• _Task details_:
Please return each of the entries below exactly as they appear.

+++

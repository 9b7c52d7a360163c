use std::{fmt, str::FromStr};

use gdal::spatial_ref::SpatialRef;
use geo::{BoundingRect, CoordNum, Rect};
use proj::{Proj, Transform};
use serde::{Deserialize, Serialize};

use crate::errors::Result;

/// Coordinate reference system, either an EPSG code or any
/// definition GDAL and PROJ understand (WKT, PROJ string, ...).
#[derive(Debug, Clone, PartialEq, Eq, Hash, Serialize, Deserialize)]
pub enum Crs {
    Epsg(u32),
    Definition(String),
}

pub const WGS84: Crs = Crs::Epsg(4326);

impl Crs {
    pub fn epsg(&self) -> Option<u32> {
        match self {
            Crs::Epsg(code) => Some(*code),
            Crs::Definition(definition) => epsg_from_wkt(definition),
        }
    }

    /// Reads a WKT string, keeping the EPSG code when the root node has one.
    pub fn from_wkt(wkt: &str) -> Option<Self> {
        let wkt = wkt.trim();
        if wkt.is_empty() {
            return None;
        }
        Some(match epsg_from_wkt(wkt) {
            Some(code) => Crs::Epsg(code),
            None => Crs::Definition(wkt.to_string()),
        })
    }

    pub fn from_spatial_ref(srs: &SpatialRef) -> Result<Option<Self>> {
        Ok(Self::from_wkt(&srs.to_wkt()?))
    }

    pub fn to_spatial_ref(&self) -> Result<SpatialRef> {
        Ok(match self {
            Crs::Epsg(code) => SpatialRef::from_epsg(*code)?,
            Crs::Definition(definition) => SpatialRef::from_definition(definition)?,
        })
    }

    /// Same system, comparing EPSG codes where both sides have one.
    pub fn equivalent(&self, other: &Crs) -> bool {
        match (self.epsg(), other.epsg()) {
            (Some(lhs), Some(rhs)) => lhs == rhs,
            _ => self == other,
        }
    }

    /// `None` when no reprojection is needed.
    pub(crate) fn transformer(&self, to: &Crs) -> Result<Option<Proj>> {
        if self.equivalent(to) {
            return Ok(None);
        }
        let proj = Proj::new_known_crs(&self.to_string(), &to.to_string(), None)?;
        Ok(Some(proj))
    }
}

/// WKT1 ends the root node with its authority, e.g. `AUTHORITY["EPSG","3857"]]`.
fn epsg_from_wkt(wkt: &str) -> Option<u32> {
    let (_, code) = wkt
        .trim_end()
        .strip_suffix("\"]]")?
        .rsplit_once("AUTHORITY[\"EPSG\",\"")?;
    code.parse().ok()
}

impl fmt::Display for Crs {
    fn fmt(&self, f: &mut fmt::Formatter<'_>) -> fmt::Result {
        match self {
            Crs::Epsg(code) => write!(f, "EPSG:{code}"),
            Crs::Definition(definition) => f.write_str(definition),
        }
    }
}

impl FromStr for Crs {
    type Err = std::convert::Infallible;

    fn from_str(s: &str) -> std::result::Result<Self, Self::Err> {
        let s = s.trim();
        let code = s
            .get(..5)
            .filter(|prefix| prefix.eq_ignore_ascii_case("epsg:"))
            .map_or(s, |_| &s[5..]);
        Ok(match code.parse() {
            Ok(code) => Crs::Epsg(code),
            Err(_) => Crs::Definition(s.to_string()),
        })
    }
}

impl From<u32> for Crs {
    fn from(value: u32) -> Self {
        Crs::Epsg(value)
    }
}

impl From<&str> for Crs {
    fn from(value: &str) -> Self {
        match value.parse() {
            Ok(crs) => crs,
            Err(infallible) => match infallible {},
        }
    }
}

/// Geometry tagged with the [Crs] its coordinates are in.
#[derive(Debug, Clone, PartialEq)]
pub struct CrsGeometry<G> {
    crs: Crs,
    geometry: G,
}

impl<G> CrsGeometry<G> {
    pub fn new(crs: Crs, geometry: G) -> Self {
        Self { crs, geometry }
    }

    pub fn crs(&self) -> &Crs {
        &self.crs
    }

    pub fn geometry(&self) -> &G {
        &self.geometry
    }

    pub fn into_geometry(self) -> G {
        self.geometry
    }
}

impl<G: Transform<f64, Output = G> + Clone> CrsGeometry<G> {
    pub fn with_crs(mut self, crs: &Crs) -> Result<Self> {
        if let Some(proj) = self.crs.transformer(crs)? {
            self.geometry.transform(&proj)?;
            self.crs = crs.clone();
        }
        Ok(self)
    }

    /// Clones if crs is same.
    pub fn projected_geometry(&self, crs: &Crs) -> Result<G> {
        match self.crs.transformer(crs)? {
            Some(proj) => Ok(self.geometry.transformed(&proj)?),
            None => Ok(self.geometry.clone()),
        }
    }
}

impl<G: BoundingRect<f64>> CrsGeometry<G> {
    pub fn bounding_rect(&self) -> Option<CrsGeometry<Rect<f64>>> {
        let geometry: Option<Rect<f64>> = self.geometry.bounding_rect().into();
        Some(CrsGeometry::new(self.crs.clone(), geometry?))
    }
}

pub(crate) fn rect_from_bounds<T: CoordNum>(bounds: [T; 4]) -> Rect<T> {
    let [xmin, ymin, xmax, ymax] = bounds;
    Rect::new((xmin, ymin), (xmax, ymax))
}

+++

• _Written reply_:
repository 9b7c52d7a360163c
use std::{fmt, str::FromStr};

use gdal::spatial_ref::SpatialRef;
use geo::{BoundingRect, CoordNum, Rect};
use proj::{Proj, Transform};
use serde::{Deserialize, Serialize};

use crate::errors::Result;

/// Coordinate reference system, either an EPSG code or any
/// definition GDAL and PROJ understand (WKT, PROJ string, ...).
#[derive(Debug, Clone, PartialEq, Eq, Hash, Serialize, Deserialize)]
pub enum Crs {
    Epsg(u32),
    Definition(String),
}

pub const WGS84: Crs = Crs::Epsg(4326);

impl Crs {
    pub fn epsg(&self) -> Option<u32> {
        match self {
            Crs::Epsg(code) => Some(*code),
            Crs::Definition(definition) => epsg_from_wkt(definition),
        }
    }

    /// Reads a WKT string, keeping the EPSG code when the root node has one.
    pub fn from_wkt(wkt: &str) -> Option<Self> {
        let wkt = wkt.trim();
        if wkt.is_empty() {
            return None;
        }
        Some(match epsg_from_wkt(wkt) {
            Some(code) => Crs::Epsg(code),
            None => Crs::Definition(wkt.to_string()),
        })
    }

    pub fn from_spatial_ref(srs: &SpatialRef) -> Result<Option<Self>> {
        Ok(Self::from_wkt(&srs.to_wkt()?))
    }

    pub fn to_spatial_ref(&self) -> Result<SpatialRef> {
        Ok(match self {
            Crs::Epsg(code) => SpatialRef::from_epsg(*code)?,
            Crs::Definition(definition) => SpatialRef::from_definition(definition)?,
        })
    }

    /// Same system, comparing EPSG codes where both sides have one.
    pub fn equivalent(&self, other: &Crs) -> bool {
        match (self.epsg(), other.epsg()) {
            (Some(lhs), Some(rhs)) => lhs == rhs,
            _ => self == other,
        }
    }

    /// `None` when no reprojection is needed.
    pub(crate) fn transformer(&self, to: &Crs) -> Result<Option<Proj>> {
        if self.equivalent(to) {
            return Ok(None);
        }
        let proj = Proj::new_known_crs(&self.to_string(), &to.to_string(), None)?;
        Ok(Some(proj))
    }
}

/// WKT1 ends the root node with its authority, e.g. `AUTHORITY["EPSG","3857"]]`.
fn epsg_from_wkt(wkt: &str) -> Option<u32> {
    let (_, code) = wkt
        .trim_end()
        .strip_suffix("\"]]")?
        .rsplit_once("AUTHORITY[\"EPSG\",\"")?;
    code.parse().ok()
}

impl fmt::Display for Crs {
    fn fmt(&self, f: &mut fmt::Formatter<'_>) -> fmt::Result {
        match self {
            Crs::Epsg(code) => write!(f, "EPSG:{code}"),
            Crs::Definition(definition) => f.write_str(definition),
        }
    }
}

impl FromStr for Crs {
    type Err = std::convert::Infallible;

    fn from_str(s: &str) -> std::result::Result<Self, Self::Err> {
        let s = s.trim();
        let code = s
            .get(..5)
            .filter(|prefix| prefix.eq_ignore_ascii_case("epsg:"))
            .map_or(s, |_| &s[5..]);
        Ok(match code.parse() {
            Ok(code) => Crs::Epsg(code),
            Err(_) => Crs::Definition(s.to_string()),
        })
    }
}

impl From<u32> for Crs {
    fn from(value: u32) -> Self {
        Crs::Epsg(value)
    }
}

impl From<&str> for Crs {
    fn from(value: &str) -> Self {
        match value.parse() {
            Ok(crs) => crs,
            Err(infallible) => match infallible {},
        }
    }
}

/// Geometry tagged with the [Crs] its coordinates are in.
#[derive(Debug, Clone, PartialEq)]
pub struct CrsGeometry<G> {
    crs: Crs,
    geometry: G,
}

impl<G> CrsGeometry<G> {
    pub fn new(crs: Crs, geometry: G) -> Self {
        Self { crs, geometry }
    }

    pub fn crs(&self) -> &Crs {
        &self.crs
    }

    pub fn geometry(&self) -> &G {
        &self.geometry
    }

    pub fn into_geometry(self) -> G {
        self.geometry
    }
}

impl<G: Transform<f64, Output = G> + Clone> CrsGeometry<G> {
    pub fn with_crs(mut self, crs: &Crs) -> Result<Self> {
        if let Some(proj) = self.crs.transformer(crs)? {
            self.geometry.transform(&proj)?;
            self.crs = crs.clone();
        }
        Ok(self)
    }

    /// Clones if crs is same.
    pub fn projected_geometry(&self, crs: &Crs) -> Result<G> {
        match self.crs.transformer(crs)? {
            Some(proj) => Ok(self.geometry.transformed(&proj)?),
            None => Ok(self.geometry.clone()),
        }
    }
}

impl<G: BoundingRect<f64>> CrsGeometry<G> {
    pub fn bounding_rect(&self) -> Option<CrsGeometry<Rect<f64>>> {
        let geometry: Option<Rect<f64>> = self.geometry.bounding_rect().into();
        Some(CrsGeometry::new(self.crs.clone(), geometry?))
    }
}

pub(crate) fn rect_from_bounds<T: CoordNum>(bounds: [T; 4]) -> Rect<T> {
    let [xmin, ymin, xmax, ymax] = bounds;
    Rect::new((xmin, ymin), (xmax, ymax))
}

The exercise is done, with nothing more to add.